Racism: Why George Floyd’s Murder Must Be a Catalyst for Change
Only a few weeks ago I found myself writing on the diseases ravaging America , referring to Covid-19 and Donald Trump. I failed to directly address a third ailment which is prevalently depraving and rotting America right through its core. Racism.
The death of George Floyd, an unarmed black man who died whilst a white police officer knelt on his neck for 8 minutes and 46 seconds despite Floyd saying “please I can’t breathe” and “don’t kill me” has reignited awareness of the chasm of race inequality that still plagues America. The now ex-police officer Derek Chauvin has been charged with third-degree murder and second-degree manslaughter. If a passer-by had not filmed the incident perhaps the charges would not have been so swift.
Floyd’s death has sparked riots right across the US with violence in Los Angeles, New York, Chicago, Atlanta, Philadelphia and Minneapolis amongst many other cities. In the words of Martin Luther King Jr, speaking at Stanford University in 1967:
“A riot is the language of the unheard, and what is it that America has failed to hear?”

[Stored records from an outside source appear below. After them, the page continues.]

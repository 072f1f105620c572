//! Command channel and wire protocol for lan-control.
//!
//! Every remote command is one JSON request against the host's `/api`
//! surface. This crate maps [`Command`](lan_control_types::Command)s to
//! routes and bodies, parses replies, and provides the [`CommandChannel`]
//! and [`SessionApi`] traits together with an HTTP implementation.

pub mod channel;
pub mod error;
pub mod http;
pub mod wire;

#[cfg(any(test, feature = "mock"))]
pub mod mock;

pub use channel::{CommandChannel, SessionApi};
pub use error::ProtocolError;
pub use http::HttpTransport;
pub use wire::{Method, Route};
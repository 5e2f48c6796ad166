use glam::DVec2;
use std::cell::Cell;
use std::rc::Rc;

/// Shared pointer coordinate. Clones observe the same cell.
#[derive(Clone, Debug, Default)]
pub struct PointerTarget(Rc<Cell<DVec2>>);

impl PointerTarget {
    pub fn new(pos: DVec2) -> Self {
        Self(Rc::new(Cell::new(pos)))
    }

    #[inline]
    pub fn get(&self) -> DVec2 {
        self.0.get()
    }

    #[inline]
    pub fn set(&self, pos: DVec2) {
        self.0.set(pos);
    }
}

/// Writer side of the pointer target.
///
/// Tracks whether any pointer input has arrived since the last reset so the
/// owner can rebuild its chains on the pointer instead of at the origin.
#[derive(Clone, Debug, Default)]
pub struct PointerTracker {
    target: PointerTarget,
    activated: bool,
    // moved while the owner wasn't ready to activate
    deferred: bool,
}

impl PointerTracker {
    pub fn new(initial: DVec2) -> Self {
        Self {
            target: PointerTarget::new(initial),
            activated: false,
            deferred: false,
        }
    }

    pub fn target(&self) -> PointerTarget {
        self.target.clone()
    }

    pub fn position(&self) -> DVec2 {
        self.target.get()
    }

    pub fn is_activated(&self) -> bool {
        self.activated
    }

    /// Overwrite the position. Returns `true` on the first move after a reset.
    pub fn move_to(&mut self, pos: DVec2) -> bool {
        self.target.set(pos);
        self.deferred = false;
        !std::mem::replace(&mut self.activated, true)
    }

    /// Overwrite the position without consuming the first activation; it is
    /// handed out later by `take_deferred_activation`.
    pub fn move_deferred(&mut self, pos: DVec2) {
        self.target.set(pos);
        if !self.activated {
            self.deferred = true;
        }
    }

    /// `true` once if a deferred move is still waiting to activate.
    pub fn take_deferred_activation(&mut self) -> bool {
        if std::mem::take(&mut self.deferred) {
            self.activated = true;
            return true;
        }
        false
    }

    pub fn reset_activation(&mut self) {
        self.activated = false;
        self.deferred = false;
    }
}

/// Viewport size in CSS pixels.
#[derive(Clone, Copy, Debug, Default, PartialEq, Eq)]
pub struct Viewport {
    pub width: u32,
    pub height: u32,
}

impl Viewport {
    pub fn new(width: u32, height: u32) -> Self {
        Self { width, height }
    }

    /// Canvas backing size for this viewport: full height, width less `margin`.
    #[inline]
    pub fn canvas_size(&self, margin: u32) -> (u32, u32) {
        (self.width.saturating_sub(margin).max(1), self.height.max(1))
    }
}

/// Input the animator reacts to, already reduced to coordinates.
#[derive(Clone, Copy, Debug, PartialEq)]
pub enum InputEvent {
    /// Mouse or pointer move, client coordinates.
    PointerMove { x: f64, y: f64 },
    /// Touch start; only single-finger touches move the target.
    TouchStart { touches: u32, x: f64, y: f64 },
    /// Touch move, page coordinates of the first touch.
    TouchMove { x: f64, y: f64 },
    Resize(Viewport),
    OrientationChange(Viewport),
    Focus,
    Blur,
}
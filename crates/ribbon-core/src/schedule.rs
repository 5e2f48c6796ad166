/// Source of "call me on the next frame" callbacks.
///
/// At most one request is outstanding; requesting again while pending is a
/// no-op, so the loop can never fan out into parallel chains.
pub trait FrameScheduler {
    fn request_frame(&mut self);
    fn cancel_frame(&mut self);
    fn is_pending(&self) -> bool;

    /// Called by the animator when the pending frame starts running.
    fn frame_started(&mut self) {}
}

/// Scheduler driven by hand, for tests and headless stepping.
#[derive(Clone, Debug, Default)]
pub struct ManualScheduler {
    pending: bool,
    pub requests: u64,
    pub cancellations: u64,
}

impl ManualScheduler {
    pub fn new() -> Self {
        Self::default()
    }
}

impl FrameScheduler for ManualScheduler {
    fn request_frame(&mut self) {
        if !self.pending {
            self.pending = true;
            self.requests += 1;
        }
    }

    fn cancel_frame(&mut self) {
        if self.pending {
            self.pending = false;
            self.cancellations += 1;
        }
    }

    fn is_pending(&self) -> bool {
        self.pending
    }

    fn frame_started(&mut self) {
        self.pending = false;
    }
}
use crate::params::WaveParams;
use rand::Rng;
use std::f64::consts::TAU;

/// Sine oscillator driving the stroke hue.
///
/// Each `advance` steps the phase by `frequency` and returns
/// `offset + amplitude * sin(phase)`. At the default settings one full hue
/// cycle takes roughly 70 seconds at 60 frames per second.
#[derive(Clone, Debug, PartialEq)]
pub struct HueOscillator {
    phase: f64,
    frequency: f64,
    amplitude: f64,
    offset: f64,
}

impl HueOscillator {
    pub fn new(params: WaveParams, phase: f64) -> Self {
        Self {
            phase,
            frequency: params.frequency,
            amplitude: params.amplitude,
            offset: params.offset,
        }
    }

    /// Start somewhere uniformly random on the cycle so every mount gets a
    /// different opening colour.
    pub fn with_random_phase<R: Rng + ?Sized>(params: WaveParams, rng: &mut R) -> Self {
        Self::new(params, rng.gen::<f64>() * TAU)
    }

    pub fn advance(&mut self) -> f64 {
        self.phase += self.frequency;
        self.value()
    }

    /// Current output without stepping the phase.
    pub fn value(&self) -> f64 {
        self.offset + self.amplitude * self.phase.sin()
    }

    pub fn phase(&self) -> f64 {
        self.phase
    }

    pub fn frequency(&self) -> f64 {
        self.frequency
    }

    /// Lowest and highest hue the oscillator can produce.
    pub fn bounds(&self) -> (f64, f64) {
        let a = self.amplitude.abs();
        (self.offset - a, self.offset + a)
    }
}

/// Canvas colour string for a fully saturated, mid-lightness hue.
#[inline]
pub fn hsla(hue: f64, alpha: f64) -> String {
    format!("hsla({},100%,50%,{})", hue.round(), alpha)
}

Quite simply, America has consistently failed to hear the demands for freedom, equality and justice. However, the way people have seemingly united to spread awareness, show solidarity and demand change gives hope that change can, and will materialise if we all accept it is our personal responsibility and duty to make it so.
Whilst the pervasiveness of institutionalised racism is perhaps more plainly obvious for all to see in America than it is in the UK, it would be naïve to overlook how much more there is we have to do at home. Challenging the status quo has to begin with challenging the self.
To become a more tolerant, more egalitarian society we must consider why racism is still allowed to fester amongst us. A lack of education and a toxic, almost entrenched culture means unfortunately racism is still utterly rife within the secondary school education system in the UK. The ‘jokes’ we played at school were, in retrospect, not at all funny. There are plenty of incidents I can recall in which I failed to challenge, or even actively encouraged behaviour which was simply wrong. To those who were on the receiving end of such behaviour, I am ashamed, and I am truly sorry.
To those who have elucidated on social media in recent days what we can each individually do to make our society a less racist one, thank you – awareness is essential for progression. I have learnt so much in the past week about the true meaning of white privilege, and how this privilege should be used to empower others. We all have a duty to try challenge racism wherever we come across it; be it in the outside world or within ourselves. I hope this post will encourage others to consider how we can each individually do better, it is no longer enough to be not racist. We must be actively anti-racist.
I stand proudly in solidarity with all those fighting for justice and equality across the globe.